MONTREAL, 10 aprile - Un approccio in prima linea con un trapianto ‘tandem’, cioè un primo trapianto autologo seguito da un trapianto allogenico non mieloablativo ha mostrato di portare a una sopravvivenza globale (OS) e una sopravvivenza libera da progressione (PFS) promettenti tra i pazienti con mieloma multiplo in uno studio di fase II uscito da poco sulla rivista Bone Marrow Ttransplantation.
Anche se le nuove terapie farmacologiche e il trapianto autologo di cellule staminali ematopoietiche hanno migliorato gli outcome dei pazienti colpiti da mieloma multiplo, questa condizione rimane in gran parte incurabile, spiegano nell’introduzione gli autori, guidati da Jean Roy, dell'Università di Montreal e capo del dipartimento di ematologia e oncologia presso il Maisonneuve-Rosemont Hospital.
"Il trapianto allogenico rappresenta un’opzione potenzialmente curativa per i pazienti con mieloma multiplo" scrivono Roy e i colleghi. "I primi studi in cui si sono utilizzati regimi mieloablativi nei pazienti con malattia avanzata hanno mostrato PFS (progression free survival) a 4-6 anni comprese tra il 34 e il 70% nei pazienti che avevano raggiunto la remissione completa dopo il trapianto allogenico. I fattori associati a una migliore PFS sono risultati un minor numero di trattamenti prima del trapianto, una graft-versus-host disease (GVHD) acuta di grado I e la presenza di GVHD cronica" aggiungono i ricercatori (le cellule del donatore forniscono una risposta esagerata aggredendo il sistema immunitario della persona ricevente immunosoppressa, riconoscendolo come corpo estraneo).
.
Tuttavia, secondo gli autori, il trapianto di staminali mieloablativo è apparso associato a una maggiore incidenza di mortalità in assenza di recidiva. Perciò, allo scopo di massimizzare l'effetto anti-mieloma e ridurre al minimo la mortalità in assenza di recidiva, Roy e i colleghi hanno sviluppato un regime mieloablativo associato a un'alta incidenza di GVHD cronica e ne hanno testato l’efficacia sulla sopravvivenza e sull’eradicazione della malattia.
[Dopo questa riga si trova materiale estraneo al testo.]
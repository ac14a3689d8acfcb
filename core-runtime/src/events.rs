//! # Core Events
//!
//! Notices published by the thumbnail resolver and export folder sync for
//! whoever is listening (a status bar, a log pane, tests). Publishing never
//! blocks and never fails the operation that published.
//!
//! ```text
//!  ThumbnailResolver ──┐
//!                      ├── emit ──> EventBus ── subscribe ──> host UI
//!  ExportFolderSync  ──┘          (broadcast)
//! ```
//!
//! ```rust
//! use core_runtime::events::{CoreEvent, EventBus, ExportEvent};
//!
//! let bus = EventBus::new(16);
//! let mut status = bus.subscribe();
//!
//! let _ = bus.emit(CoreEvent::Export(ExportEvent::Paused {
//!     folder: "/home/alex/exports/wallpapers".to_string(),
//! }));
//!
//! assert!(status.try_recv().is_ok());
//! ```
//!
//! Subscribers that fall more than the channel capacity behind get
//! [`RecvError::Lagged`] once and then resume with the newest events.

use serde::{Deserialize, Serialize};
use std::fmt;
use tokio::sync::broadcast;

pub use tokio::sync::broadcast::error::{RecvError, SendError};
pub use tokio::sync::broadcast::Receiver;

/// Channel capacity used by [`EventBus::default`].
pub const DEFAULT_EVENT_BUFFER_SIZE: usize = 100;

/// Everything published on the bus.
///
/// Serialises as `{"type": "Export", "payload": {"event": "Completed", ...}}`.
#[derive(Debug, Clone, Serialize, Deserialize, PartialEq, Eq)]
#[serde(tag = "type", content = "payload")]
pub enum CoreEvent {
    Thumbnail(ThumbnailEvent),
    Export(ExportEvent),
}

impl CoreEvent {
    /// Short status-line text.
    pub fn description(&self) -> &'static str {
        match self {
            CoreEvent::Thumbnail(ThumbnailEvent::Regenerated { .. }) => "Thumbnail regenerated",
            CoreEvent::Thumbnail(ThumbnailEvent::RegenerationFailed { .. }) => {
                "Thumbnail regeneration failed"
            }
            CoreEvent::Export(ExportEvent::Completed { .. }) => "Export folder synchronised",
            CoreEvent::Export(ExportEvent::Paused { .. }) => "Export folder run paused",
            CoreEvent::Export(ExportEvent::DeleteFailed { .. }) => {
                "Could not delete stale export file"
            }
            CoreEvent::Export(ExportEvent::Failed { .. }) => "Export folder run failed",
        }
    }

    pub fn severity(&self) -> EventSeverity {
        match self {
            CoreEvent::Thumbnail(ThumbnailEvent::RegenerationFailed { .. })
            | CoreEvent::Export(ExportEvent::Failed { .. }) => EventSeverity::Error,
            CoreEvent::Export(ExportEvent::DeleteFailed { .. }) => EventSeverity::Warning,
            CoreEvent::Thumbnail(ThumbnailEvent::Regenerated { .. })
            | CoreEvent::Export(ExportEvent::Completed { .. }) => EventSeverity::Info,
            CoreEvent::Export(ExportEvent::Paused { .. }) => EventSeverity::Debug,
        }
    }
}

/// How loudly a host should surface an event, lowest first.
#[derive(Debug, Clone, Copy, PartialEq, Eq, PartialOrd, Ord, Hash, Serialize, Deserialize)]
pub enum EventSeverity {
    Debug,
    Info,
    Warning,
    Error,
}

/// Thumbnail store notices. `hash` is the lowercase hex content hash.
#[derive(Debug, Clone, Serialize, Deserialize, PartialEq, Eq)]
#[serde(tag = "event")]
pub enum ThumbnailEvent {
    /// A missing or unreadable thumbnail was rebuilt from its source file
    Regenerated { hash: String },
    /// Rebuilding failed; the caller was told the thumbnail is not found
    RegenerationFailed {
        hash: String,
        path: String,
        reason: String,
    },
}

/// Export folder notices. `folder` is the folder's name (its path).
#[derive(Debug, Clone, Serialize, Deserialize, PartialEq, Eq)]
#[serde(tag = "event")]
pub enum ExportEvent {
    /// The run finished and `last_checked` was saved
    Completed {
        folder: String,
        copied: u64,
        deleted: u64,
    },
    /// Background work was paused between batches; nothing was saved
    Paused { folder: String },
    /// A stale file survived a synchronise prune
    DeleteFailed {
        folder: String,
        filename: String,
        reason: String,
    },
    /// The run aborted; nothing was saved
    Failed { folder: String, reason: String },
}

/// Broadcast channel of [`CoreEvent`]s. Clones share the channel.
#[derive(Clone)]
pub struct EventBus {
    sender: broadcast::Sender<CoreEvent>,
}

impl EventBus {
    /// `capacity` is how many events a slow subscriber may fall behind by
    /// before it starts losing them.
    pub fn new(capacity: usize) -> Self {
        let (sender, _) = broadcast::channel(capacity);
        Self { sender }
    }

    /// Publish to current subscribers, returning how many there were.
    ///
    /// Fails only when nobody is subscribed.
    pub fn emit(&self, event: CoreEvent) -> Result<usize, SendError<CoreEvent>> {
        self.sender.send(event)
    }

    /// Receive events published from now on.
    pub fn subscribe(&self) -> Receiver<CoreEvent> {
        self.sender.subscribe()
    }

    pub fn subscriber_count(&self) -> usize {
        self.sender.receiver_count()
    }
}

impl Default for EventBus {
    fn default() -> Self {
        Self::new(DEFAULT_EVENT_BUFFER_SIZE)
    }
}

impl fmt::Debug for EventBus {
    fn fmt(&self, f: &mut fmt::Formatter<'_>) -> fmt::Result {
        f.debug_struct("EventBus")
            .field("subscribers", &self.subscriber_count())
            .finish()
    }
}
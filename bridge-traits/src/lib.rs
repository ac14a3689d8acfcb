//! # Host Capabilities
//!
//! What the media vault core needs from the machine it runs on, as traits a
//! host implements once:
//!
//! - [`FileSystemAccess`] for the file store, thumbnails and export folders
//! - [`PauseSignal`], polled before every export batch
//! - [`Clock`], the only source of "now" for export scheduling
//! - [`LoggerSink`], where structured log records end up
//!
//! Every trait is `Send + Sync` and fails with [`BridgeError`]. A missing path
//! must come back as something [`BridgeError::is_not_found`] recognises; the
//! thumbnail resolver and export sync branch on it.

pub mod background;
pub mod error;
pub mod storage;
pub mod time;

pub use error::BridgeError;

pub use background::{PauseSignal, SharedPauseFlag};
pub use storage::{FileMetadata, FileSystemAccess};
pub use time::{Clock, LogEntry, LogLevel, LoggerSink, SystemClock};
use bridge_traits::error::BridgeError;
use std::path::PathBuf;
use thiserror::Error;

#[derive(Error, Debug)]
pub enum LibraryError {
    #[error("Bridge error: {0}")]
    Bridge(#[from] BridgeError),

    #[error("File not found: {hash}")]
    NotFound { hash: String },

    #[error("File not found at {}", .0.display())]
    PathNotFound(PathBuf),

    #[error("Invalid input: {field} - {message}")]
    InvalidInput { field: String, message: String },

    #[error("Query failed: {0}")]
    Query(String),
}

impl LibraryError {
    pub fn is_not_found(&self) -> bool {
        match self {
            LibraryError::NotFound { .. } | LibraryError::PathNotFound(_) => true,
            LibraryError::Bridge(e) => e.is_not_found(),
            _ => false,
        }
    }
}

pub type Result<T> = std::result::Result<T, LibraryError>;
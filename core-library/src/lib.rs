//! # Library Management Module
//!
//! Owns the content-addressed file layout and the read-side view of the media
//! database.
//!
//! ## Overview
//!
//! This module manages:
//! - Content hashes, mime types, tags and media records
//! - The sharded path scheme for files, thumbnails and update packages
//! - Resolving hashes to stored files
//! - The query interface export folders consume

pub mod error;
pub mod file_store;
pub mod models;
pub mod paths;
pub mod query;
pub mod repositories;

pub use error::{LibraryError, Result};
pub use file_store::{FileLocator, FileStore};
pub use models::{ContentHash, MediaRecord, Mime, ServiceKey, TagsView};
pub use paths::PathScheme;
pub use query::{SearchContext, SystemPredicates};
pub use repositories::{InMemoryMediaRepository, MediaRepository};
//! Deterministic on-disk layout
//!
//! ```text
//! <files>/<2hex>/<hash><ext>
//! <thumbnails>/<2hex>/<hash>            full-size thumbnail
//! <thumbnails>/<2hex>/<hash>_resized    scaled thumbnail
//! <updates>/<hex(service)>/<begin>_<subindex>.json
//! <updates>/<hex(service)>/<begin>_metadata.json
//! ```
//!
//! The two hex character shard keeps any single directory at roughly 1/256th
//! of the store.

use crate::models::{ContentHash, Mime, ServiceKey};
use std::path::{Path, PathBuf};

/// Suffix distinguishing scaled thumbnails from full-size ones.
pub const RESIZED_SUFFIX: &str = "_resized";

/// Every shard directory name, `00` through `ff`.
pub fn shard_prefixes() -> impl Iterator<Item = String> {
    (0..=u8::MAX).map(|byte| format!("{:02x}", byte))
}

/// Pure mapping from content hashes to storage locations.
#[derive(Debug, Clone, PartialEq, Eq)]
pub struct PathScheme {
    files_root: PathBuf,
    thumbnails_root: PathBuf,
    updates_root: PathBuf,
}

impl PathScheme {
    pub fn new(
        files_root: impl Into<PathBuf>,
        thumbnails_root: impl Into<PathBuf>,
        updates_root: impl Into<PathBuf>,
    ) -> Self {
        Self {
            files_root: files_root.into(),
            thumbnails_root: thumbnails_root.into(),
            updates_root: updates_root.into(),
        }
    }

    pub fn files_root(&self) -> &Path {
        &self.files_root
    }

    pub fn thumbnails_root(&self) -> &Path {
        &self.thumbnails_root
    }

    pub fn updates_root(&self) -> &Path {
        &self.updates_root
    }

    /// Shard directory holding the original file.
    pub fn storage_dir_for(&self, hash: &ContentHash) -> PathBuf {
        self.files_root.join(hash.shard_prefix())
    }

    /// Where the original file lives once its type is known.
    pub fn file_path_for(&self, hash: &ContentHash, mime: Mime) -> PathBuf {
        Self::expected_file_path(&self.files_root, hash, mime)
    }

    /// Layout rule shared by every file root.
    pub fn expected_file_path(root: &Path, hash: &ContentHash, mime: Mime) -> PathBuf {
        root.join(hash.shard_prefix())
            .join(format!("{}{}", hash.to_hex(), mime.extension()))
    }

    pub fn thumbnail_dir_for(&self, hash: &ContentHash) -> PathBuf {
        self.thumbnails_root.join(hash.shard_prefix())
    }

    pub fn thumbnail_path_for(&self, hash: &ContentHash, full_size: bool) -> PathBuf {
        let mut name = hash.to_hex();
        if !full_size {
            name.push_str(RESIZED_SUFFIX);
        }
        self.thumbnail_dir_for(hash).join(name)
    }

    pub fn update_dir(&self, service_key: &ServiceKey) -> PathBuf {
        self.updates_root.join(service_key.to_hex())
    }

    pub fn content_update_package_path(
        &self,
        service_key: &ServiceKey,
        begin: i64,
        subindex: u32,
    ) -> PathBuf {
        self.update_dir(service_key)
            .join(format!("{}_{}.json", begin, subindex))
    }

    pub fn service_update_package_path(&self, service_key: &ServiceKey, begin: i64) -> PathBuf {
        self.update_dir(service_key)
            .join(format!("{}_metadata.json", begin))
    }
}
L'analisi ha riguardato 92 pazienti con mieloma multiplo di nuova diagnosi (età media 52 anni, range 39-64, 57% uomini) trattati tra il 2001 e il 2010. Ogni paziente con un donatore famigliare compatibile è stato sottoposto al trapianto autologo e da 60 a 100 giorni dopo ambulatoriamente anche a un trapianto allogenico non mieloablativo da donatore 6/6 HLA-compatibile (Human leukocyte antigen) con un condizionamento con fludarabina e ciclofosfamide.
Il follow-up è stato di 8,8 anni e si è sviluppata una GVHD acuta classica nel 9% dei pazienti (IC al 95% 4-17).
In questi soggetti sottoposti al doppio trapianto la probabilità di OS a 10 anni è risultata del 62% (IC al 95% 51-72; mediana non raggiunta) e quella di PFS a 10 anni del 41% (IC al 95% 30-52; PFS mediana 4,3 anni).
Alta incidenza di GVHD cronica
Nonostante l’incidenza cumulativa di GVHD cronica sia risultata alta (79%), la maggior parte dei sopravviventi a lungo termine ha interrotto i farmaci immunosoppressori entro 5 anni dal trattamento. Tra i sopravvissuti, la probabilità di essere ancora sottoposti a qualsiasi trattamento immunosoppressivo sistemico dopo 5 anni è risultata del 38% (IC al 95% 27-49) e dopo 10 anni del 22% (IC al 95% 7-39).L'incidenza di mortalità in assenza di recidiva a 10 anni è risultata bassa, e pari al 10% (IC al 95% 4-18).
Dieci pazienti sono morti per cause diverse dal mieloma multiplo, di cui sei a causa di una GVHD refrattaria al trattamento, tre (di cui uno fumatore) per un cancro al polmone e uno per un’aspergillosi invasiva.
"In molti ospedali, i medici hanno abbandonato il ricorso agli allotrapianti per il mieloma multiplo a causa del rischio di tossicità e ricaduta" ha detto Roy in un comunicato stampa. "I nostri risultati, invece, ci hanno portato a offrire il trattamento a più pazienti, in particolare a quelli più giovani e a quelli con una prognosi più sfavorevole".